SOURCE RECORDS
=======
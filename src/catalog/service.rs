//! Catalog service: store writes plus change-event emission
//!
//! Every successful mutation is followed by a change event on the
//! change stream, keyed by server id. Event emission happens after the
//! store commit; a failed append is logged and the mutation still
//! counts as successful — the replica lags until the next event for
//! that server rather than failing operator requests.

use std::sync::Arc;

use tracing::{error, instrument};

use crate::stream::StreamWriter;
use crate::{ChangeEvent, Server, ServerSpec};

use super::error::CatalogResult;
use super::store::{CatalogStore, ServerPatch, ServerQuery};

#[derive(Clone)]
pub struct CatalogService {
    store: CatalogStore,
    changes: Arc<dyn StreamWriter>,
}

impl CatalogService {
    pub fn new(store: CatalogStore, changes: Arc<dyn StreamWriter>) -> Self {
        Self { store, changes }
    }

    pub fn store(&self) -> &CatalogStore {
        &self.store
    }

    #[instrument(skip(self, spec), fields(server_name = %spec.server_name))]
    pub async fn create_server(&self, spec: &ServerSpec) -> CatalogResult<Server> {
        let server = self.store.create_server(spec).await?;
        self.emit(&server.id, &ChangeEvent::create(&server)).await;
        Ok(server)
    }

    #[instrument(skip(self, specs), fields(count = specs.len()))]
    pub async fn import_servers(
        &self,
        specs: &[ServerSpec],
    ) -> CatalogResult<(Vec<Server>, Vec<String>)> {
        let (inserted, skipped) = self.store.import_servers(specs).await?;
        for server in &inserted {
            self.emit(&server.id, &ChangeEvent::create(server)).await;
        }
        Ok((inserted, skipped))
    }

    #[instrument(skip(self, patch))]
    pub async fn update_server(&self, id: &str, patch: &ServerPatch) -> CatalogResult<Server> {
        let server = self.store.update_server(id, patch).await?;
        self.emit(&server.id, &ChangeEvent::update(&server)).await;
        Ok(server)
    }

    /// Idempotent; a delete event is emitted only when a row was
    /// actually removed.
    #[instrument(skip(self))]
    pub async fn delete_server(&self, id: &str) -> CatalogResult<()> {
        if self.store.delete_server(id).await? {
            self.emit(id, &ChangeEvent::delete(id)).await;
        }
        Ok(())
    }

    pub async fn get_server(&self, id: &str) -> CatalogResult<Server> {
        self.store.get_server(id).await
    }

    pub async fn list_servers(&self, query: &ServerQuery) -> CatalogResult<Vec<Server>> {
        self.store.list_servers(query).await
    }

    async fn emit(&self, server_id: &str, event: &ChangeEvent) {
        let payload = match serde_json::to_string(event) {
            Ok(payload) => payload,
            Err(e) => {
                error!("failed to serialize change event for {server_id}: {e}");
                return;
            }
        };
        if let Err(e) = self.changes.append(server_id, payload).await {
            error!("failed to emit change event for {server_id}: {e}");
        }
    }
}
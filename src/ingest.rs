//! Ingestion consumer
//!
//! Folds probe results into the catalog's current-status column and
//! the observation store. The offset is committed only after both
//! writes succeed; a crash in between redelivers the message, which at
//! worst duplicates an observation (tolerated — every record carries
//! its own weight) and re-applies an idempotent status update.
//!
//! Failure sites are classified explicitly:
//! - undecodable payload → commit and drop (poison message)
//! - store write failure → no commit, retry via redelivery

use std::time::Duration;

use tokio::sync::mpsc;
use tracing::{debug, error, instrument, warn};

use crate::catalog::CatalogStore;
use crate::observation::ObservationStore;
use crate::stream::StreamReader;
use crate::Observation;

/// Deadline for the two store writes of one message.
const WRITE_DEADLINE: Duration = Duration::from_secs(10);

#[derive(Debug)]
enum IngestorCommand {
    Shutdown,
}

pub struct Ingestor {
    reader: Box<dyn StreamReader>,
    catalog: CatalogStore,
    observations: ObservationStore,
    command_rx: mpsc::Receiver<IngestorCommand>,
}

impl Ingestor {
    #[instrument(skip(self))]
    async fn run(mut self) {
        debug!("starting ingestion consumer");

        loop {
            tokio::select! {
                fetched = self.reader.fetch() => {
                    let message = match fetched {
                        Ok(message) => message,
                        Err(e) => {
                            error!("failed to fetch probe result: {e}");
                            continue;
                        }
                    };

                    let observation: Observation = match serde_json::from_str(&message.payload) {
                        Ok(observation) => observation,
                        Err(e) => {
                            // Poison message: commit to unblock the
                            // partition, log, move on.
                            warn!("dropping undecodable probe result at offset {}: {e}", message.offset);
                            if let Err(e) = self.reader.commit(message.offset).await {
                                error!("failed to commit poison probe result: {e}");
                            }
                            continue;
                        }
                    };

                    let applied = tokio::time::timeout(
                        WRITE_DEADLINE,
                        self.apply(&observation),
                    )
                    .await;

                    match applied {
                        Ok(Ok(())) => {
                            if let Err(e) = self.reader.commit(message.offset).await {
                                error!("failed to commit probe result: {e}");
                            }
                        }
                        Ok(Err(e)) => {
                            // No commit: redelivery retries the writes.
                            error!("failed to apply probe result for {}: {e}", observation.server_id);
                        }
                        Err(_) => {
                            error!(
                                "probe result writes for {} exceeded {}s deadline",
                                observation.server_id,
                                WRITE_DEADLINE.as_secs()
                            );
                        }
                    }
                }

                Some(IngestorCommand::Shutdown) = self.command_rx.recv() => {
                    debug!("received shutdown command");
                    break;
                }
            }
        }

        debug!("ingestion consumer stopped");
    }

    /// Status update first, observation append second. The status
    /// write touches only the status field; scheduling columns belong
    /// to the scheduler's pipeline.
    async fn apply(&self, observation: &Observation) -> anyhow::Result<()> {
        self.catalog
            .update_status(&observation.server_id, observation.status)
            .await?;
        self.observations.append(observation).await?;
        Ok(())
    }
}

/// Handle for controlling an Ingestor
#[derive(Clone)]
pub struct IngestorHandle {
    sender: mpsc::Sender<IngestorCommand>,
}

impl IngestorHandle {
    pub fn spawn(
        reader: Box<dyn StreamReader>,
        catalog: CatalogStore,
        observations: ObservationStore,
    ) -> Self {
        let (cmd_tx, cmd_rx) = mpsc::channel(4);
        let ingestor = Ingestor {
            reader,
            catalog,
            observations,
            command_rx: cmd_rx,
        };
        tokio::spawn(ingestor.run());
        Self { sender: cmd_tx }
    }

    pub async fn shutdown(&self) {
        let _ = self.sender.send(IngestorCommand::Shutdown).await;
    }
}
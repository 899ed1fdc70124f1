//! Server catalog endpoints: CRUD, import/export, uptime, reports

use std::collections::HashMap;

use axum::extract::{Multipart, Path, Query, State};
use axum::http::{header, StatusCode};
use axum::response::IntoResponse;
use axum::Json;
use chrono::Utc;
use tracing::error;

use crate::api::error::{ApiError, ApiResult};
use crate::api::middleware::Authed;
use crate::api::state::ApiState;
use crate::api::types::{
    ImportServersResponse, MessageResponse, ReportRequest, ServerInfoResponse, UptimeResponse,
};
use crate::catalog::{ServerPatch, ServerQuery, ServerSort};
use crate::db::SortOrder;
use crate::sheet::{self, SheetError};
use crate::{ServerSpec, ServerStatus};

use super::{parse_date_window, parse_limit, parse_offset};

/// POST /servers
pub async fn create_server(
    State(state): State<ApiState>,
    authed: Authed,
    Json(spec): Json<ServerSpec>,
) -> ApiResult<(StatusCode, Json<ServerInfoResponse>)> {
    authed.require_scope("servers:create")?;
    let server = state.catalog.create_server(&spec).await?;
    Ok((StatusCode::CREATED, Json(ServerInfoResponse::from(&server))))
}

/// GET /servers
pub async fn list_servers(
    State(state): State<ApiState>,
    authed: Authed,
    Query(params): Query<HashMap<String, String>>,
) -> ApiResult<Json<Vec<ServerInfoResponse>>> {
    authed.require_scope("servers:read")?;
    let query = parse_server_query(&params, SortOrder::Asc)?;
    let servers = state.catalog.list_servers(&query).await?;
    Ok(Json(servers.iter().map(ServerInfoResponse::from).collect()))
}

/// GET /servers/:id
pub async fn get_server(
    State(state): State<ApiState>,
    authed: Authed,
    Path(id): Path<String>,
) -> ApiResult<Json<ServerInfoResponse>> {
    authed.require_scope("servers:read")?;
    let server = state.catalog.get_server(&id).await?;
    Ok(Json(ServerInfoResponse::from(&server)))
}

/// PATCH /servers/:id
pub async fn update_server(
    State(state): State<ApiState>,
    authed: Authed,
    Path(id): Path<String>,
    Json(patch): Json<ServerPatch>,
) -> ApiResult<Json<ServerInfoResponse>> {
    authed.require_scope("servers:update")?;
    let server = state.catalog.update_server(&id, &patch).await?;
    Ok(Json(ServerInfoResponse::from(&server)))
}

/// DELETE /servers/:id — idempotent; deleting twice is still a 204.
pub async fn delete_server(
    State(state): State<ApiState>,
    authed: Authed,
    Path(id): Path<String>,
) -> ApiResult<StatusCode> {
    authed.require_scope("servers:delete")?;
    state.catalog.delete_server(&id).await?;
    Ok(StatusCode::NO_CONTENT)
}

/// GET /servers/:id/uptime
pub async fn uptime(
    State(state): State<ApiState>,
    authed: Authed,
    Path(id): Path<String>,
    Query(params): Query<HashMap<String, String>>,
) -> ApiResult<Json<UptimeResponse>> {
    authed.require_scope("servers:read")?;

    let start_date = params
        .get("start_date")
        .ok_or_else(|| ApiError::BadRequest("Invalid start date".to_string()))?;
    let end_date = params
        .get("end_date")
        .ok_or_else(|| ApiError::BadRequest("Invalid end date".to_string()))?;
    let (start, end) = parse_date_window(start_date, end_date)?;

    let uptime_percentage = state.reports.uptime_percentage(&id, start, end).await?;
    Ok(Json(UptimeResponse { uptime_percentage }))
}

/// POST /servers/import — multipart workbook upload.
pub async fn import_servers(
    State(state): State<ApiState>,
    authed: Authed,
    Query(params): Query<HashMap<String, String>>,
    mut multipart: Multipart,
) -> ApiResult<Json<ImportServersResponse>> {
    authed.require_scope("servers:create")?;

    let mut upload: Option<(String, Vec<u8>)> = None;
    while let Some(field) = multipart
        .next_field()
        .await
        .map_err(|_| ApiError::BadRequest("Invalid request body".to_string()))?
    {
        if field.name() == Some("file") {
            let filename = field.file_name().unwrap_or_default().to_string();
            let bytes = field
                .bytes()
                .await
                .map_err(|_| ApiError::BadRequest("Invalid request body".to_string()))?;
            upload = Some((filename, bytes.to_vec()));
        }
    }
    let (filename, bytes) =
        upload.ok_or_else(|| ApiError::BadRequest("Invalid request body".to_string()))?;

    let extension = filename.rsplit('.').next().unwrap_or_default().to_lowercase();
    if !state.sheets.accepts_extension(&extension) {
        return Err(ApiError::BadRequest(
            "File must be a workbook".to_string(),
        ));
    }

    let sheet = state
        .sheets
        .decode(&bytes, params.get("sheet_name").map(String::as_str))
        .map_err(sheet_error)?;
    let (specs, mut failed) = sheet::servers_from_sheet(&sheet).map_err(sheet_error)?;

    let (imported, skipped) = state.catalog.import_servers(&specs).await?;
    failed.extend(skipped);

    let imported_servers: Vec<String> = imported
        .iter()
        .map(|server| server.server_name.clone())
        .collect();

    Ok(Json(ImportServersResponse {
        imported_count: imported_servers.len(),
        imported_servers,
        failed_count: failed.len(),
        failed_servers: failed,
    }))
}

/// GET /servers/export — workbook download of the filtered listing.
pub async fn export_servers(
    State(state): State<ApiState>,
    authed: Authed,
    Query(params): Query<HashMap<String, String>>,
) -> ApiResult<impl IntoResponse> {
    authed.require_scope("servers:read")?;

    let query = parse_server_query(&params, SortOrder::Desc)?;
    let servers = state.catalog.list_servers(&query).await?;

    let sheet = sheet::sheet_from_servers(&servers);
    let bytes = state
        .sheets
        .encode(&sheet)
        .map_err(|e| ApiError::Internal(e.to_string()))?;

    let filename = format!(
        "servers-{}.{}",
        Utc::now().format("%Y-%m-%dT%H:%M:%S"),
        state.sheets.file_extension()
    );

    Ok((
        [
            (header::CONTENT_TYPE, state.sheets.content_type().to_string()),
            (
                header::CONTENT_DISPOSITION,
                format!("attachment; filename=\"{filename}\""),
            ),
        ],
        bytes,
    ))
}

/// POST /servers/reports — aggregate the window and mail it; the
/// heavy lifting happens off-request.
pub async fn send_report(
    State(state): State<ApiState>,
    authed: Authed,
    Json(body): Json<ReportRequest>,
) -> ApiResult<Json<MessageResponse>> {
    authed.require_scope("servers:read")?;

    if body.email.is_empty() {
        return Err(ApiError::BadRequest(
            "The email field is required".to_string(),
        ));
    }
    let (start, end) = parse_date_window(&body.start_date, &body.end_date)?;

    let reports = state.reports.clone();
    let recipient = body.email.clone();
    tokio::spawn(async move {
        if let Err(e) = reports.send_report(start, end, &recipient).await {
            error!("report generation failed: {e}");
        }
    });

    Ok(Json(MessageResponse {
        message: "Report sent successfully".to_string(),
    }))
}

fn parse_server_query(
    params: &HashMap<String, String>,
    default_order: SortOrder,
) -> Result<ServerQuery, ApiError> {
    let limit = parse_limit(params.get("limit").map(String::as_str))?;
    let offset = parse_offset(params.get("offset").map(String::as_str))?;

    let status = match params.get("status").map(String::as_str) {
        None | Some("") => None,
        Some(raw) => Some(
            ServerStatus::parse(raw)
                .ok_or_else(|| ApiError::BadRequest("Invalid status".to_string()))?,
        ),
    };
    let sort_by = match params.get("sort_by").map(String::as_str) {
        None => ServerSort::CreatedAt,
        Some(raw) => ServerSort::parse(raw)
            .ok_or_else(|| ApiError::BadRequest("Invalid sort by".to_string()))?,
    };
    let order = match params.get("sort_order").map(String::as_str) {
        None => default_order,
        Some(raw) => SortOrder::parse(raw)
            .ok_or_else(|| ApiError::BadRequest("Invalid sort order".to_string()))?,
    };

    Ok(ServerQuery {
        name_prefix: params.get("server_name").cloned().unwrap_or_default(),
        status,
        sort_by,
        order,
        limit,
        offset,
    })
}

fn sheet_error(err: SheetError) -> ApiError {
    match err {
        SheetError::Empty => ApiError::BadRequest("File is empty".to_string()),
        SheetError::SheetNotFound => ApiError::BadRequest("Sheet not found".to_string()),
        SheetError::MissingColumn(_) => {
            ApiError::BadRequest("Missing required column".to_string())
        }
        SheetError::Malformed(_) => ApiError::BadRequest("Invalid file".to_string()),
    }
}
=======
WHAT IS REQUIRED
Repeat the entries verbatim through the line with "the mutation still".

WORKED SOLUTION
filename src/catalog/service.rs
//! Catalog service: store writes plus change-event emission
//!
//! Every successful mutation is followed by a change event on the
//! change stream, keyed by server id. Event emission happens after the
//! store commit; a failed append is logged and the mutation still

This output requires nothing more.